En ligne de mire : la vie chère, les promesses non tenues, mais aussi les voyages diplomatiques du Premier ministre jugés déconnectés des réalités.
Même l’ancien mentor d’Anwar, Mahathir Mohamad, désormais son farouche adversaire, a pris la parole devant la foule :
Il se réjouit de nous voir souffrir.
Ce coup de semonce politique vient bousculer la stabilité fragile de la sixième économie d’Asie du Sud-Est, alors que les élections générales approchent à grands pas.
Des promesses de réformes… toujours en attente
Anwar Ibrahim avait pourtant suscité l’espoir. En 2022, à son arrivée au pouvoir, il avait promis monts et merveilles : lutte contre la corruption, fin du népotisme, refonte du système politique. Trois ans plus tard, ces promesses restent lettre morte. Les réformes structurelles se font attendre, pendant que l’inflation mine le quotidien.
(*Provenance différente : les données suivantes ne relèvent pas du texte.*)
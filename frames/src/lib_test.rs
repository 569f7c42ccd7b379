use super::*;
use serde_json::json;

fn sample_frame() -> Frame {
    Frame {
        version: FRAME_PROTOCOL_VERSION,
        id: "id-1".to_owned(),
        parent_id: Some("parent-1".to_owned()),
        ts: 42,
        creator_id: Some("creator-1".to_owned()),
        from: Some("client-1".to_owned()),
        syscall: "preview:update".to_owned(),
        status: Status::Done,
        data: json!({
            "opacity": 0.25,
            "ok": true,
            "tags": ["a", "b"],
            "nested": {"k": "v"},
            "nil": null
        }),
    }
}

fn wire(status: i32, data: Option<prost_types::Value>, version: u32) -> Vec<u8> {
    WireFrame {
        id: "id-1".to_owned(),
        parent_id: None,
        ts: 1,
        creator_id: None,
        from: None,
        syscall: "preview:join".to_owned(),
        status,
        data,
        version,
    }
    .encode_to_vec()
}

#[test]
fn status_numeric_mapping_matches_wire_enum() {
    assert_eq!(Status::Request.as_i32(), 0);
    assert_eq!(Status::Done.as_i32(), 1);
    assert_eq!(Status::Error.as_i32(), 2);
    assert_eq!(Status::Cancel.as_i32(), 3);
    assert_eq!(Status::Item.as_i32(), 4);
}

#[test]
fn status_from_wire_rejects_out_of_range_value() {
    let err = Status::from_i32(99).expect_err("status should be invalid");
    assert!(matches!(err, CodecError::InvalidStatus(99)));
}

#[test]
fn binary_round_trip_preserves_frame() {
    let frame = sample_frame();
    let bytes = encode_frame(&frame);
    assert!(!bytes.is_empty());
    assert_eq!(decode_frame(&bytes).expect("decode"), frame);
}

#[test]
fn decode_frame_rejects_malformed_bytes() {
    let err = decode_frame(&[0xff, 0x00, 0x01]).expect_err("bytes should fail");
    assert!(matches!(err, CodecError::Decode(_)));
}

#[test]
fn decode_frame_rejects_invalid_wire_status() {
    let err = decode_frame(&wire(77, None, FRAME_PROTOCOL_VERSION)).expect_err("status should fail");
    assert!(matches!(err, CodecError::InvalidStatus(77)));
}

#[test]
fn decode_frame_rejects_other_versions() {
    let err = decode_frame(&wire(0, None, 0)).expect_err("version 0 predates the protocol");
    assert!(matches!(err, CodecError::UnsupportedVersion(0)));
}

#[test]
fn decode_frame_defaults_missing_data_to_empty_object() {
    let frame = decode_frame(&wire(0, None, FRAME_PROTOCOL_VERSION)).expect("decode");
    assert_eq!(frame.data, json!({}));
}

#[test]
fn decode_frame_converts_nan_number_to_json_null() {
    let data = prost_types::Value { kind: Some(prost_types::value::Kind::NumberValue(f64::NAN)) };
    let frame = decode_frame(&wire(0, Some(data), FRAME_PROTOCOL_VERSION)).expect("decode");
    assert_eq!(frame.data, Value::Null);
}

#[test]
fn whole_numbers_come_back_as_integers() {
    let mut frame = sample_frame();
    frame.data = json!({"order": 2, "followers": 1_200_000, "blur": 8.0, "opacity": 0.5, "delta": -3});

    let decoded = decode_frame(&encode_frame(&frame)).expect("decode");
    assert_eq!(decoded.data["order"], json!(2));
    assert_eq!(decoded.data["followers"], json!(1_200_000));
    assert_eq!(decoded.data["blur"], json!(8));
    assert_eq!(decoded.data["opacity"], json!(0.5));
    assert_eq!(decoded.data["delta"], json!(-3));

    let order: u32 = serde_json::from_value(decoded.data["order"].clone()).expect("integer");
    assert_eq!(order, 2);
}

#[test]
fn text_round_trip_preserves_frame() {
    let frame = sample_frame();
    let text = encode_text_frame(&frame).expect("encode");
    assert_eq!(decode_text_frame(&text).expect("decode"), frame);
}

#[test]
fn text_frame_fills_optional_fields() {
    let frame = decode_text_frame(r#"{"id":"a","syscall":"preview:ready","status":"request"}"#).expect("decode");
    assert_eq!(frame.version, FRAME_PROTOCOL_VERSION);
    assert_eq!(frame.creator_id, None);
    assert_eq!(frame.data, json!({}));
}

#[test]
fn text_frame_rejects_garbage_and_other_versions() {
    assert!(matches!(decode_text_frame("not json"), Err(CodecError::Json(_))));
    let err = decode_text_frame(r#"{"version":2,"id":"a","syscall":"x","status":"request"}"#);
    assert!(matches!(err, Err(CodecError::UnsupportedVersion(2))));
}

#[test]
fn status_serializes_as_lowercase_json() {
    assert_eq!(serde_json::to_string(&Status::Request).expect("serialize"), "\"request\"");
    assert_eq!(serde_json::to_string(&Status::Item).expect("serialize"), "\"item\"");
    assert!(serde_json::from_str::<Status>("\"Error\"").is_err());
}

#[test]
fn codec_errors_name_the_failing_field() {
    assert_eq!(CodecError::InvalidStatus(9).to_string(), "invalid frame status: 9");
    assert_eq!(CodecError::UnsupportedVersion(3).to_string(), "unsupported frame version 3 (expected 1)");
    let json_err = decode_text_frame("{").expect_err("truncated json");
    assert!(json_err.to_string().starts_with("failed to decode json frame"));
}
//! Creator roster, duplicate check, and landing theme routes.

use axum::extract::{Path, Query, State};
use axum::http::StatusCode;
use axum::response::Json;
use landing::{CreatorProfile, Theme, ThemeAction, ordered_sections};
use serde::{Deserialize, Serialize};
use serde_json::Value;
use uuid::Uuid;

use crate::routes::ApiError;
use crate::services::creator::{self, ApprovalStatus, CreatorError, CreatorSummary, DuplicateCandidate, NewCreator};
use crate::services::theme::{self, ThemeError};
use crate::state::AppState;

// =============================================================================
// ERROR MAPPING
// =============================================================================

pub(crate) fn creator_error_to_status(err: &CreatorError) -> StatusCode {
    match err {
        CreatorError::NotFound(_) => StatusCode::NOT_FOUND,
        CreatorError::SlugTaken(_) => StatusCode::CONFLICT,
        CreatorError::Invalid(_) => StatusCode::UNPROCESSABLE_ENTITY,
        CreatorError::InvalidStatus(_) => StatusCode::BAD_REQUEST,
        CreatorError::Database(_) => StatusCode::INTERNAL_SERVER_ERROR,
    }
}

pub(crate) fn theme_error_to_status(err: &ThemeError) -> StatusCode {
    match err {
        ThemeError::NotFound(_) => StatusCode::NOT_FOUND,
        ThemeError::Action(_) => StatusCode::UNPROCESSABLE_ENTITY,
        ThemeError::Encode(_) | ThemeError::Database(_) => StatusCode::INTERNAL_SERVER_ERROR,
    }
}

impl From<CreatorError> for ApiError {
    fn from(err: CreatorError) -> Self {
        ApiError::new(creator_error_to_status(&err), &err)
    }
}

impl From<ThemeError> for ApiError {
    fn from(err: ThemeError) -> Self {
        ApiError::new(theme_error_to_status(&err), &err)
    }
}

// =============================================================================
// BODIES
// =============================================================================

#[derive(Debug, Deserialize)]
pub struct ListQuery {
    pub status: Option<String>,
}

#[derive(Debug, Deserialize)]
pub struct DuplicatesQuery {
    pub instagram_url: String,
    pub exclude_id: Option<Uuid>,
}

#[derive(Debug, Serialize)]
pub struct CreatorDetail {
    pub id: Uuid,
    pub approval_status: String,
    pub profile: CreatorProfile,
    pub theme: Theme,
}

#[derive(Debug, Serialize)]
pub struct CreatedCreator {
    pub creator: CreatorSummary,
    /// Possible duplicates by Instagram handle. A warning, never a rejection.
    pub duplicates: Vec<DuplicateCandidate>,
}

#[derive(Debug, Serialize)]
pub struct DuplicatesResponse {
    pub handle: Option<String>,
    pub duplicates: Vec<DuplicateCandidate>,
}

pub(crate) fn parse_status(raw: Option<&str>) -> Result<Option<ApprovalStatus>, CreatorError> {
    match raw.map(str::trim).filter(|s| !s.is_empty()) {
        None => Ok(None),
        Some(s) => ApprovalStatus::parse(s).map(Some).ok_or_else(|| CreatorError::InvalidStatus(s.to_string())),
    }
}

// =============================================================================
// HANDLERS
// =============================================================================

/// `GET /api/creators` — roster, optionally filtered by `?status=`.
pub async fn list_creators(
    State(state): State<AppState>,
    Query(query): Query<ListQuery>,
) -> Result<Json<Vec<CreatorSummary>>, ApiError> {
    let status = parse_status(query.status.as_deref())?;
    let rows = creator::list_creators(&state.pool, status).await?;
    Ok(Json(rows.iter().map(creator::CreatorRow::summary).collect()))
}

/// `GET /api/creators/{id}` — public profile plus resolved theme.
pub async fn get_creator(State(state): State<AppState>, Path(id): Path<Uuid>) -> Result<Json<CreatorDetail>, ApiError> {
    let row = creator::get_creator(&state.pool, id).await?;
    let theme = landing::parse_stored_theme(row.landing_theme.as_ref());
    Ok(Json(CreatorDetail { id: row.id, approval_status: row.approval_status.clone(), profile: row.profile(), theme }))
}

/// `POST /api/creators` — signup. Starts in `pending`.
pub async fn create_creator(
    State(state): State<AppState>,
    Json(body): Json<NewCreator>,
) -> Result<(StatusCode, Json<CreatedCreator>), ApiError> {
    let (row, duplicates) = creator::create_creator(&state.pool, body).await?;
    Ok((StatusCode::CREATED, Json(CreatedCreator { creator: row.summary(), duplicates })))
}

/// `GET /api/creators/duplicates?instagram_url=&exclude_id=`
pub async fn check_duplicates(
    State(state): State<AppState>,
    Query(query): Query<DuplicatesQuery>,
) -> Result<Json<DuplicatesResponse>, ApiError> {
    if query.instagram_url.trim().is_empty() {
        return Err(ApiError::bad_request("E_CREATOR_INVALID", "instagram_url is required"));
    }
    let duplicates = creator::check_duplicates(&state.pool, &query.instagram_url, query.exclude_id).await?;
    Ok(Json(DuplicatesResponse { handle: creator::instagram_handle(&query.instagram_url), duplicates }))
}

/// `GET /api/creators/{id}/theme`
pub async fn get_theme(State(state): State<AppState>, Path(id): Path<Uuid>) -> Result<Json<Theme>, ApiError> {
    Ok(Json(theme::load_theme(&state.pool, id).await?))
}

/// `PUT /api/creators/{id}/theme` — body may be partial; missing or invalid
/// fields take the layout preset's defaults.
pub async fn put_theme(
    State(state): State<AppState>,
    Path(id): Path<Uuid>,
    Json(body): Json<Value>,
) -> Result<Json<Theme>, ApiError> {
    Ok(Json(theme::save_theme(&state.pool, id, &body).await?))
}

/// `POST /api/creators/{id}/theme/actions` — apply one editor action.
pub async fn apply_theme_action(
    State(state): State<AppState>,
    Path(id): Path<Uuid>,
    Json(action): Json<ThemeAction>,
) -> Result<Json<Theme>, ApiError> {
    Ok(Json(theme::apply_action(&state.pool, id, action).await?))
}

/// `GET /api/creators/{id}/sections` — enabled sections in render order.
pub async fn get_sections(State(state): State<AppState>, Path(id): Path<Uuid>) -> Result<Json<Value>, ApiError> {
    let theme = theme::load_theme(&state.pool, id).await?;
    let sections = serde_json::to_value(ordered_sections(&theme.sections)).map_err(ThemeError::from)?;
    Ok(Json(sections))
}

#[cfg(test)]
#[path = "creators_test.rs"]
mod tests;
Face à la colère, le chef du gouvernement a tenté une manœuvre d’apaisement en annonçant, quelques jours avant la mobilisation, le versement d’une aide de 100 ringgits (20 euros) à chaque adulte dès fin août, ainsi qu’une baisse ciblée du prix du carburant pour 18 millions de citoyens. Mais pour beaucoup, ces mesures tombent trop tard, et sont jugées trop faibles.
Les analystes voient dans cette annonce une tentative désespérée de freiner la mobilisation, sans grand succès. À Kuala Lumpur comme ailleurs, l’agacement est palpable. La fracture entre les promesses et la réalité semble désormais trop grande.
Une popularité en chute libre à l’approche de 2028
Il y a encore quelques mois, Anwar Ibrahim jouissait d’une popularité confortable, flirtant avec les 70 % d’opinions favorables. Mais selon un récent sondage du centre Merdeka, ce soutien a fondu à 55 %. Le désenchantement est réel, la rue a fini par le rappeler avec force.
Les pancartes brandies samedi n’étaient pas ambiguës. « Démissionne, Anwar », scandaient les manifestants. Certains estiment que le Premier ministre n’a pas pris la mesure de la crise sociale qui traverse le pays. Malgré des investissements annoncés à l’étranger – notamment en Russie – les retombées concrètes pour la population tardent à se faire sentir.
Cette démonstration de force arrive à un moment critique. Les partis politiques entrent déjà en ordre de bataille pour les prochaines élections, prévues au plus tard en février 2028. Et si Anwar Ibrahim ne redresse pas rapidement la barre, il risque fort de ne pas franchir le cap.
La Malaisie retient son souffle. Trois ans après son arrivée triomphale, le chef du gouvernement est désormais sous pression populaire. Le signal envoyé par la rue est clair : il est temps de passer des promesses aux actes. Sinon, l’avenir politique d’Anwar Ibrahim pourrait s’assombrir bien avant 2028.